Biology Department, Brookhaven National Laboratory, Upton, New York 11973, USA.
Biotechnol Biofuels. 2009 May 18;2:10. doi: 10.1186/1754-6834-2-10.
Throughout immeasurable time, microorganisms evolved and accumulated remarkable physiological and functional heterogeneity, and now constitute the major reserve for genetic diversity on earth. Using metagenomics, namely genetic material recovered directly from environmental samples, this biogenetic diversification can be accessed without the need to cultivate cells. Accordingly, microbial communities and their metagenomes, isolated from biotopes with high turnover rates of recalcitrant biomass, such as lignocellulosic plant cell walls, have become a major resource for bioprospecting; furthermore, this material is a major asset in the search for new biocatalytics (enzymes) for various industrial processes, including the production of biofuels from plant feedstocks. However, despite the contributions from metagenomics technologies consequent upon the discovery of novel enzymes, this relatively new enterprise requires major improvements. In this review, we compare function-based metagenome screening and sequence-based metagenome data mining, discussing the advantages and limitations of both methods. We also describe the unusual enzymes discovered via metagenomics approaches, and discuss the future prospects for metagenome technologies.

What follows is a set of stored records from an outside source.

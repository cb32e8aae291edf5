use serde::Deserialize;

#[derive(Debug, Default, Deserialize)]
pub struct SearchQuery {
    pub q: Option<String>,
}

/// Macro grams are per `per_unit_g` grams of the food.
#[derive(Debug, Default, Deserialize)]
pub struct CreateFoodRequest {
    pub name: Option<String>,
    pub veg_g: Option<f64>,
    pub carb_g: Option<f64>,
    pub protein_g: Option<f64>,
    pub per_unit_g: Option<f64>,
}

#[derive(Debug, Default, Deserialize)]
pub struct UpdateFoodRequest {
    pub name: Option<String>,
    pub veg_g: Option<f64>,
    pub carb_g: Option<f64>,
    pub protein_g: Option<f64>,
    pub per_unit_g: Option<f64>,
}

在无法估量的时间里,微生物进化并积累了显著的生理和功能异质性,现在构成了地球上遗传多样性的主要储备。通过宏基因组学,即直接从环境样本中回收的遗传物质,无需培养细胞即可获得这种生物遗传多样化。因此,从木质纤维素植物细胞壁等难生物降解生物质周转率高的生境中分离出的微生物群落及其宏基因组已成为生物勘探的主要资源;此外,这种材料还是寻找各种工业过程(包括从植物原料生产生物燃料)新型生物催化剂(酶)的主要资产。然而,尽管发现了新型酶,宏基因组学技术做出了贡献,但这个相对较新的领域仍需要重大改进。在这篇综述中,我们比较了基于功能的宏基因组筛选和基于序列的宏基因组数据分析,讨论了这两种方法的优缺点。我们还描述了通过宏基因组方法发现的不寻常酶,并讨论了宏基因组技术的未来前景。